> [Provided information]
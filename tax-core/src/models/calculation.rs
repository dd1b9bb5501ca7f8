use rust_decimal::Decimal;
use serde::{Deserialize, Serialize};
use thiserror::Error;

use crate::models::FilingStatus;

/// Rejected calculation input.
#[derive(Debug, Error, PartialEq, Eq)]
pub enum InputError {
    #[error("{field} must be non-negative, got {value}")]
    Negative { field: &'static str, value: Decimal },
}

/// A taxpayer's financial inputs for one calculation.
#[derive(Debug, Clone, Default, PartialEq, Eq, Serialize, Deserialize)]
#[serde(rename_all = "camelCase")]
pub struct TaxCalculationInput {
    pub filing_status: FilingStatus,
    pub gross_income: Decimal,
    #[serde(default)]
    pub self_employment_income: Decimal,
    /// Itemized deductions claimed.
    #[serde(default)]
    pub deductions: Decimal,
    /// Tax already withheld or paid.
    #[serde(default)]
    pub withholdings: Decimal,
}

impl TaxCalculationInput {
    pub fn new(
        filing_status: FilingStatus,
        gross_income: Decimal,
    ) -> Self {
        Self {
            filing_status,
            gross_income,
            ..Default::default()
        }
    }

    pub fn with_self_employment_income(
        mut self,
        amount: Decimal,
    ) -> Self {
        self.self_employment_income = amount;
        self
    }

    pub fn with_deductions(
        mut self,
        amount: Decimal,
    ) -> Self {
        self.deductions = amount;
        self
    }

    pub fn with_withholdings(
        mut self,
        amount: Decimal,
    ) -> Self {
        self.withholdings = amount;
        self
    }

    fn amounts(&self) -> [(&'static str, Decimal); 4] {
        [
            ("grossIncome", self.gross_income),
            ("selfEmploymentIncome", self.self_employment_income),
            ("deductions", self.deductions),
            ("withholdings", self.withholdings),
        ]
    }

    /// Checks that every amount is non-negative.
    ///
    /// # Errors
    ///
    /// Returns [`InputError::Negative`] naming the first negative field.
    pub fn validate(&self) -> Result<(), InputError> {
        match self
            .amounts()
            .into_iter()
            .find(|(_, value)| value.is_sign_negative() && !value.is_zero())
        {
            Some((field, value)) => Err(InputError::Negative { field, value }),
            None => Ok(()),
        }
    }

    /// Copy of this input with negative amounts raised to zero.
    pub fn clamped(&self) -> Self {
        let floor = |value: Decimal| value.max(Decimal::ZERO);
        Self {
            filing_status: self.filing_status,
            gross_income: floor(self.gross_income),
            self_employment_income: floor(self.self_employment_income),
            deductions: floor(self.deductions),
            withholdings: floor(self.withholdings),
        }
    }
}

/// Which deduction the calculation applied.
#[derive(Debug, Clone, Copy, PartialEq, Eq, Serialize, Deserialize)]
#[serde(rename_all = "lowercase")]
pub enum DeductionKind {
    Standard,
    Itemized,
}

/// Tax contributed by one bracket.
#[derive(Debug, Clone, PartialEq, Eq, Serialize, Deserialize)]
#[serde(rename_all = "camelCase")]
pub struct BracketTax {
    pub bracket: String,
    pub rate: Decimal,
    /// Taxable income falling inside the bracket.
    pub taxable_amount: Decimal,
    pub tax: Decimal,
}

/// Complete output of one calculation. Fully determined by the input and
/// the bracket table.
#[derive(Debug, Clone, PartialEq, Eq, Serialize, Deserialize)]
#[serde(rename_all = "camelCase")]
pub struct TaxCalculationResult {
    pub tax_year: i32,
    pub filing_status: FilingStatus,
    pub gross_income: Decimal,
    pub standard_deduction: Decimal,
    pub itemized_deductions: Decimal,
    pub deduction_used: DeductionKind,
    pub self_employment_deduction: Decimal,
    pub taxable_income: Decimal,
    pub federal_tax: Decimal,
    pub self_employment_tax: Decimal,
    pub total_tax: Decimal,
    pub effective_rate: Decimal,
    pub marginal_rate: Decimal,
    pub bracket_breakdown: Vec<BracketTax>,
    pub withholdings: Decimal,
    /// Negative when withholdings exceed the total tax.
    pub estimated_owed: Decimal,
    pub quarterly_payment: Decimal,
}

impl TaxCalculationResult {
    pub fn deduction_applied(&self) -> Decimal {
        match self.deduction_used {
            DeductionKind::Standard => self.standard_deduction,
            DeductionKind::Itemized => self.itemized_deductions,
        }
    }

    pub fn is_refund(&self) -> bool {
        self.estimated_owed < Decimal::ZERO
    }

    /// Amount refunded; zero when tax is owed.
    pub fn refund(&self) -> Decimal {
        if self.is_refund() {
            -self.estimated_owed
        } else {
            Decimal::ZERO
        }
    }

    /// Strips trailing zeros from every amount. Values are unchanged, only
    /// their scale, so `8341.00` prints as `8341`.
    pub fn normalized(mut self) -> Self {
        for amount in [
            &mut self.gross_income,
            &mut self.standard_deduction,
            &mut self.itemized_deductions,
            &mut self.self_employment_deduction,
            &mut self.taxable_income,
            &mut self.federal_tax,
            &mut self.self_employment_tax,
            &mut self.total_tax,
            &mut self.effective_rate,
            &mut self.marginal_rate,
            &mut self.withholdings,
            &mut self.estimated_owed,
            &mut self.quarterly_payment,
        ] {
            *amount = amount.normalize();
        }
        for entry in &mut self.bracket_breakdown {
            entry.rate = entry.rate.normalize();
            entry.taxable_amount = entry.taxable_amount.normalize();
            entry.tax = entry.tax.normalize();
        }
        self
    }
}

> [Instructions to follow]
Start to finish, copy the material out exactly.

> [Response to the task]
filename tax-core/src/models/calculation.rs
repository dd1b9bb5501ca7f8
use rust_decimal::Decimal;
use serde::{Deserialize, Serialize};
use thiserror::Error;

use crate::models::FilingStatus;

/// Rejected calculation input.
#[derive(Debug, Error, PartialEq, Eq)]
pub enum InputError {
    #[error("{field} must be non-negative, got {value}")]
    Negative { field: &'static str, value: Decimal },
}

/// A taxpayer's financial inputs for one calculation.
#[derive(Debug, Clone, Default, PartialEq, Eq, Serialize, Deserialize)]
#[serde(rename_all = "camelCase")]
pub struct TaxCalculationInput {
    pub filing_status: FilingStatus,
    pub gross_income: Decimal,
    #[serde(default)]
    pub self_employment_income: Decimal,
    /// Itemized deductions claimed.
    #[serde(default)]
    pub deductions: Decimal,
    /// Tax already withheld or paid.
    #[serde(default)]
    pub withholdings: Decimal,
}

impl TaxCalculationInput {
    pub fn new(
        filing_status: FilingStatus,
        gross_income: Decimal,
    ) -> Self {
        Self {
            filing_status,
            gross_income,
            ..Default::default()
        }
    }

    pub fn with_self_employment_income(
        mut self,
        amount: Decimal,
    ) -> Self {
        self.self_employment_income = amount;
        self
    }

    pub fn with_deductions(
        mut self,
        amount: Decimal,
    ) -> Self {
        self.deductions = amount;
        self
    }

    pub fn with_withholdings(
        mut self,
        amount: Decimal,
    ) -> Self {
        self.withholdings = amount;
        self
    }

    fn amounts(&self) -> [(&'static str, Decimal); 4] {
        [
            ("grossIncome", self.gross_income),
            ("selfEmploymentIncome", self.self_employment_income),
            ("deductions", self.deductions),
            ("withholdings", self.withholdings),
        ]
    }

    /// Checks that every amount is non-negative.
    ///
    /// # Errors
    ///
    /// Returns [`InputError::Negative`] naming the first negative field.
    pub fn validate(&self) -> Result<(), InputError> {
        match self
            .amounts()
            .into_iter()
            .find(|(_, value)| value.is_sign_negative() && !value.is_zero())
        {
            Some((field, value)) => Err(InputError::Negative { field, value }),
            None => Ok(()),
        }
    }

    /// Copy of this input with negative amounts raised to zero.
    pub fn clamped(&self) -> Self {
        let floor = |value: Decimal| value.max(Decimal::ZERO);
        Self {
            filing_status: self.filing_status,
            gross_income: floor(self.gross_income),
            self_employment_income: floor(self.self_employment_income),
            deductions: floor(self.deductions),
            withholdings: floor(self.withholdings),
        }
    }
}

/// Which deduction the calculation applied.
#[derive(Debug, Clone, Copy, PartialEq, Eq, Serialize, Deserialize)]
#[serde(rename_all = "lowercase")]
pub enum DeductionKind {
    Standard,
    Itemized,
}

/// Tax contributed by one bracket.
#[derive(Debug, Clone, PartialEq, Eq, Serialize, Deserialize)]
#[serde(rename_all = "camelCase")]
pub struct BracketTax {
    pub bracket: String,
    pub rate: Decimal,
    /// Taxable income falling inside the bracket.
    pub taxable_amount: Decimal,
    pub tax: Decimal,
}

/// Complete output of one calculation. Fully determined by the input and
/// the bracket table.
#[derive(Debug, Clone, PartialEq, Eq, Serialize, Deserialize)]
#[serde(rename_all = "camelCase")]
pub struct TaxCalculationResult {
    pub tax_year: i32,
    pub filing_status: FilingStatus,
    pub gross_income: Decimal,
    pub standard_deduction: Decimal,
    pub itemized_deductions: Decimal,
    pub deduction_used: DeductionKind,
    pub self_employment_deduction: Decimal,
    pub taxable_income: Decimal,
    pub federal_tax: Decimal,
    pub self_employment_tax: Decimal,
    pub total_tax: Decimal,
    pub effective_rate: Decimal,
    pub marginal_rate: Decimal,
    pub bracket_breakdown: Vec<BracketTax>,
    pub withholdings: Decimal,
    /// Negative when withholdings exceed the total tax.
    pub estimated_owed: Decimal,
    pub quarterly_payment: Decimal,
}

impl TaxCalculationResult {
    pub fn deduction_applied(&self) -> Decimal {
        match self.deduction_used {
            DeductionKind::Standard => self.standard_deduction,
            DeductionKind::Itemized => self.itemized_deductions,
        }
    }

    pub fn is_refund(&self) -> bool {
        self.estimated_owed < Decimal::ZERO
    }

    /// Amount refunded; zero when tax is owed.
    pub fn refund(&self) -> Decimal {
        if self.is_refund() {
            -self.estimated_owed
        } else {
            Decimal::ZERO
        }
    }

    /// Strips trailing zeros from every amount. Values are unchanged, only
    /// their scale, so `8341.00` prints as `8341`.
    pub fn normalized(mut self) -> Self {
        for amount in [
            &mut self.gross_income,
            &mut self.standard_deduction,
            &mut self.itemized_deductions,
            &mut self.self_employment_deduction,
            &mut self.taxable_income,
            &mut self.federal_tax,
            &mut self.self_employment_tax,
            &mut self.total_tax,
            &mut self.effective_rate,
            &mut self.marginal_rate,
            &mut self.withholdings,
            &mut self.estimated_owed,
            &mut self.quarterly_payment,
        ] {
            *amount = amount.normalize();
        }
        for entry in &mut self.bracket_breakdown {
            entry.rate = entry.rate.normalize();
            entry.taxable_amount = entry.taxable_amount.normalize();
            entry.tax = entry.tax.normalize();
        }
        self
    }
}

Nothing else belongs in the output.